=== Begin Enclosure ===

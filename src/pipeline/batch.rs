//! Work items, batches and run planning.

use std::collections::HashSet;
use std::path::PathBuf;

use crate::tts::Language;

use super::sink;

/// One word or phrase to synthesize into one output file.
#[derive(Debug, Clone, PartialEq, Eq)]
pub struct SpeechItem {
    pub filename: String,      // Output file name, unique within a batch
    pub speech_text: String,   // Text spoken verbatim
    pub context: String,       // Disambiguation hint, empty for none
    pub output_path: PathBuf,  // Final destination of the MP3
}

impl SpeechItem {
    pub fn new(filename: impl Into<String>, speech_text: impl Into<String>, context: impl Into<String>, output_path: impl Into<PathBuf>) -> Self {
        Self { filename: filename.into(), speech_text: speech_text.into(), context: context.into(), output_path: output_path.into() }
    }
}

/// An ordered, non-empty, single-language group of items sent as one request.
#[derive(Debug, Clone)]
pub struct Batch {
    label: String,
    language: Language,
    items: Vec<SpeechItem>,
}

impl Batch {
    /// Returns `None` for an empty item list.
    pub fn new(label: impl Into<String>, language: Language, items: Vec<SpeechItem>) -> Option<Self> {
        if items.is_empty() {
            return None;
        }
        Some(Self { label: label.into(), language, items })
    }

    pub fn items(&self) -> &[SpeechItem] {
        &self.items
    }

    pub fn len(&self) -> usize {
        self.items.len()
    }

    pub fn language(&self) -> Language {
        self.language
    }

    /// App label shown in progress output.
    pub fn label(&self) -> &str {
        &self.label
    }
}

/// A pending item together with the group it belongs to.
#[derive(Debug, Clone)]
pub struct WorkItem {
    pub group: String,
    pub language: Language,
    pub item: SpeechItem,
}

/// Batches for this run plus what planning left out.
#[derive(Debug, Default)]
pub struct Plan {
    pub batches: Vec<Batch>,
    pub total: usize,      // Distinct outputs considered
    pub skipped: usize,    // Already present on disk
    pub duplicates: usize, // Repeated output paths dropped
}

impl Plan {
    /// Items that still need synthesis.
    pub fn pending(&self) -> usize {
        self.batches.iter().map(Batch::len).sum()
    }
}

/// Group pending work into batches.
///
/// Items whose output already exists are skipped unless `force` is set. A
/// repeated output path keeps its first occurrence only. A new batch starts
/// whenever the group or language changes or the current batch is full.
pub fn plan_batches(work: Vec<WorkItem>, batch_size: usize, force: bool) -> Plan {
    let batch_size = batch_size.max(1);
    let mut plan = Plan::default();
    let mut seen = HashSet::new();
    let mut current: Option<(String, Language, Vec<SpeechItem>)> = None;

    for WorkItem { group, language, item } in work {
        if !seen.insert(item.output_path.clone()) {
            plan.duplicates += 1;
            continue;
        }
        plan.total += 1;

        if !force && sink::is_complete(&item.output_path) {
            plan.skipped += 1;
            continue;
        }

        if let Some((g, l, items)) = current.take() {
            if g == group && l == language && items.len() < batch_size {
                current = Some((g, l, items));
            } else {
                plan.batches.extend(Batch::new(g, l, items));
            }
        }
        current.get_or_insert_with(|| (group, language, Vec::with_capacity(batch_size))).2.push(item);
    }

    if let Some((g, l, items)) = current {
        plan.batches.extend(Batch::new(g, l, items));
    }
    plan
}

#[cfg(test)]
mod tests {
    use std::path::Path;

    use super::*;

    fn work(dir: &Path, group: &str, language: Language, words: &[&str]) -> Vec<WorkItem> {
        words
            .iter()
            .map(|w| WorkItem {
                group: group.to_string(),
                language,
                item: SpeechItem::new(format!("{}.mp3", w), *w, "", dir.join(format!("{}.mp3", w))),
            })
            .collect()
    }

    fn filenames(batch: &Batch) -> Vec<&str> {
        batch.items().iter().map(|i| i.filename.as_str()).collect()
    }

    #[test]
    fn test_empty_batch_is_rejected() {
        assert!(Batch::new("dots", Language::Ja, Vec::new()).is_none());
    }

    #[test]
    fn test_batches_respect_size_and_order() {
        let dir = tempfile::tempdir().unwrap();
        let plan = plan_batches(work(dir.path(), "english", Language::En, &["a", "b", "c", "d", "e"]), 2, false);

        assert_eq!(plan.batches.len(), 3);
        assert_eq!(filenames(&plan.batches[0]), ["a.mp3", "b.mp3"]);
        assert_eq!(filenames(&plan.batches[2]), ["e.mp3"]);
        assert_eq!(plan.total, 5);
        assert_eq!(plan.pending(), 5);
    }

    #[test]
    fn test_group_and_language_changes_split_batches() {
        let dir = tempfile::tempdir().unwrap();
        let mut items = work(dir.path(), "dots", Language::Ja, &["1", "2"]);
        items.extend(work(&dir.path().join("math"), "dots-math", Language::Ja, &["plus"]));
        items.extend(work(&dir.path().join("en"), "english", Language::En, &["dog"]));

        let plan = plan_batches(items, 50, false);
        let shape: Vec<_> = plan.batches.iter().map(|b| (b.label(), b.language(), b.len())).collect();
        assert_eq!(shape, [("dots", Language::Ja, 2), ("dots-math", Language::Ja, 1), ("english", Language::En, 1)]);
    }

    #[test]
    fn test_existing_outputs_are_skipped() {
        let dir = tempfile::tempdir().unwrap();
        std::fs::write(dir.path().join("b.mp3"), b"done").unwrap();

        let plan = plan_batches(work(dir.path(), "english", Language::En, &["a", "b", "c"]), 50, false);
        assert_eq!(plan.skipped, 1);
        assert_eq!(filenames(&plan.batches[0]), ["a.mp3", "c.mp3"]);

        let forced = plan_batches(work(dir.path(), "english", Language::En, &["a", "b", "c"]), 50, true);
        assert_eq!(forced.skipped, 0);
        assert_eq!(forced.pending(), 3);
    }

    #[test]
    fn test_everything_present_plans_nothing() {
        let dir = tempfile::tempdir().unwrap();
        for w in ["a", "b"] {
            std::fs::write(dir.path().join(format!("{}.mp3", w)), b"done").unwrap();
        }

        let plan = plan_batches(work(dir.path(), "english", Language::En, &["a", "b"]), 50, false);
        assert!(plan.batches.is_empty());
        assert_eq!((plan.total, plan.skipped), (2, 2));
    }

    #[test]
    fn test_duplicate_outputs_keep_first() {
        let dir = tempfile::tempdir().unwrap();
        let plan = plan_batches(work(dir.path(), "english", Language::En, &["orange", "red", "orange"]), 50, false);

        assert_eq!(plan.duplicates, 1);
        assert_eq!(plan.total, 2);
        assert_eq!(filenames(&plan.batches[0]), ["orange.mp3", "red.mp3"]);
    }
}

=== End Enclosure ===

__WORK ITEM__.
Write the data out again in full and exactly.

__RESPONSE__.
filename src/pipeline/batch.rs
//! Work items, batches and run planning.

use std::collections::HashSet;
use std::path::PathBuf;

use crate::tts::Language;

use super::sink;

/// One word or phrase to synthesize into one output file.
#[derive(Debug, Clone, PartialEq, Eq)]
pub struct SpeechItem {
    pub filename: String,      // Output file name, unique within a batch
    pub speech_text: String,   // Text spoken verbatim
    pub context: String,       // Disambiguation hint, empty for none
    pub output_path: PathBuf,  // Final destination of the MP3
}

impl SpeechItem {
    pub fn new(filename: impl Into<String>, speech_text: impl Into<String>, context: impl Into<String>, output_path: impl Into<PathBuf>) -> Self {
        Self { filename: filename.into(), speech_text: speech_text.into(), context: context.into(), output_path: output_path.into() }
    }
}

/// An ordered, non-empty, single-language group of items sent as one request.
#[derive(Debug, Clone)]
pub struct Batch {
    label: String,
    language: Language,
    items: Vec<SpeechItem>,
}

impl Batch {
    /// Returns `None` for an empty item list.
    pub fn new(label: impl Into<String>, language: Language, items: Vec<SpeechItem>) -> Option<Self> {
        if items.is_empty() {
            return None;
        }
        Some(Self { label: label.into(), language, items })
    }

    pub fn items(&self) -> &[SpeechItem] {
        &self.items
    }

    pub fn len(&self) -> usize {
        self.items.len()
    }

    pub fn language(&self) -> Language {
        self.language
    }

    /// App label shown in progress output.
    pub fn label(&self) -> &str {
        &self.label
    }
}

/// A pending item together with the group it belongs to.
#[derive(Debug, Clone)]
pub struct WorkItem {
    pub group: String,
    pub language: Language,
    pub item: SpeechItem,
}

/// Batches for this run plus what planning left out.
#[derive(Debug, Default)]
pub struct Plan {
    pub batches: Vec<Batch>,
    pub total: usize,      // Distinct outputs considered
    pub skipped: usize,    // Already present on disk
    pub duplicates: usize, // Repeated output paths dropped
}

impl Plan {
    /// Items that still need synthesis.
    pub fn pending(&self) -> usize {
        self.batches.iter().map(Batch::len).sum()
    }
}

/// Group pending work into batches.
///
/// Items whose output already exists are skipped unless `force` is set. A
/// repeated output path keeps its first occurrence only. A new batch starts
/// whenever the group or language changes or the current batch is full.
pub fn plan_batches(work: Vec<WorkItem>, batch_size: usize, force: bool) -> Plan {
    let batch_size = batch_size.max(1);
    let mut plan = Plan::default();
    let mut seen = HashSet::new();
    let mut current: Option<(String, Language, Vec<SpeechItem>)> = None;

    for WorkItem { group, language, item } in work {
        if !seen.insert(item.output_path.clone()) {
            plan.duplicates += 1;
            continue;
        }
        plan.total += 1;

        if !force && sink::is_complete(&item.output_path) {
            plan.skipped += 1;
            continue;
        }

        if let Some((g, l, items)) = current.take() {
            if g == group && l == language && items.len() < batch_size {
                current = Some((g, l, items));
            } else {
                plan.batches.extend(Batch::new(g, l, items));
            }
        }
        current.get_or_insert_with(|| (group, language, Vec::with_capacity(batch_size))).2.push(item);
    }

    if let Some((g, l, items)) = current {
        plan.batches.extend(Batch::new(g, l, items));
    }
    plan
}

#[cfg(test)]
mod tests {
    use std::path::Path;

    use super::*;

    fn work(dir: &Path, group: &str, language: Language, words: &[&str]) -> Vec<WorkItem> {
        words
            .iter()
            .map(|w| WorkItem {
                group: group.to_string(),
                language,
                item: SpeechItem::new(format!("{}.mp3", w), *w, "", dir.join(format!("{}.mp3", w))),
            })
            .collect()
    }

    fn filenames(batch: &Batch) -> Vec<&str> {
        batch.items().iter().map(|i| i.filename.as_str()).collect()
    }

    #[test]
    fn test_empty_batch_is_rejected() {
        assert!(Batch::new("dots", Language::Ja, Vec::new()).is_none());
    }

    #[test]
    fn test_batches_respect_size_and_order() {
        let dir = tempfile::tempdir().unwrap();
        let plan = plan_batches(work(dir.path(), "english", Language::En, &["a", "b", "c", "d", "e"]), 2, false);

        assert_eq!(plan.batches.len(), 3);
        assert_eq!(filenames(&plan.batches[0]), ["a.mp3", "b.mp3"]);
        assert_eq!(filenames(&plan.batches[2]), ["e.mp3"]);
        assert_eq!(plan.total, 5);
        assert_eq!(plan.pending(), 5);
    }

    #[test]
    fn test_group_and_language_changes_split_batches() {
        let dir = tempfile::tempdir().unwrap();
        let mut items = work(dir.path(), "dots", Language::Ja, &["1", "2"]);
        items.extend(work(&dir.path().join("math"), "dots-math", Language::Ja, &["plus"]));
        items.extend(work(&dir.path().join("en"), "english", Language::En, &["dog"]));

        let plan = plan_batches(items, 50, false);
        let shape: Vec<_> = plan.batches.iter().map(|b| (b.label(), b.language(), b.len())).collect();
        assert_eq!(shape, [("dots", Language::Ja, 2), ("dots-math", Language::Ja, 1), ("english", Language::En, 1)]);
    }

    #[test]
    fn test_existing_outputs_are_skipped() {
        let dir = tempfile::tempdir().unwrap();
        std::fs::write(dir.path().join("b.mp3"), b"done").unwrap();

        let plan = plan_batches(work(dir.path(), "english", Language::En, &["a", "b", "c"]), 50, false);
        assert_eq!(plan.skipped, 1);
        assert_eq!(filenames(&plan.batches[0]), ["a.mp3", "c.mp3"]);

        let forced = plan_batches(work(dir.path(), "english", Language::En, &["a", "b", "c"]), 50, true);
        assert_eq!(forced.skipped, 0);
        assert_eq!(forced.pending(), 3);
    }

    #[test]
    fn test_everything_present_plans_nothing() {
        let dir = tempfile::tempdir().unwrap();
        for w in ["a", "b"] {
            std::fs::write(dir.path().join(format!("{}.mp3", w)), b"done").unwrap();
        }

        let plan = plan_batches(work(dir.path(), "english", Language::En, &["a", "b"]), 50, false);
        assert!(plan.batches.is_empty());
        assert_eq!((plan.total, plan.skipped), (2, 2));
    }

    #[test]
    fn test_duplicate_outputs_keep_first() {
        let dir = tempfile::tempdir().unwrap();
        let plan = plan_batches(work(dir.path(), "english", Language::En, &["orange", "red", "orange"]), 50, false);

        assert_eq!(plan.duplicates, 1);
        assert_eq!(plan.total, 2);
        assert_eq!(filenames(&plan.batches[0]), ["orange.mp3", "red.mp3"]);
    }
}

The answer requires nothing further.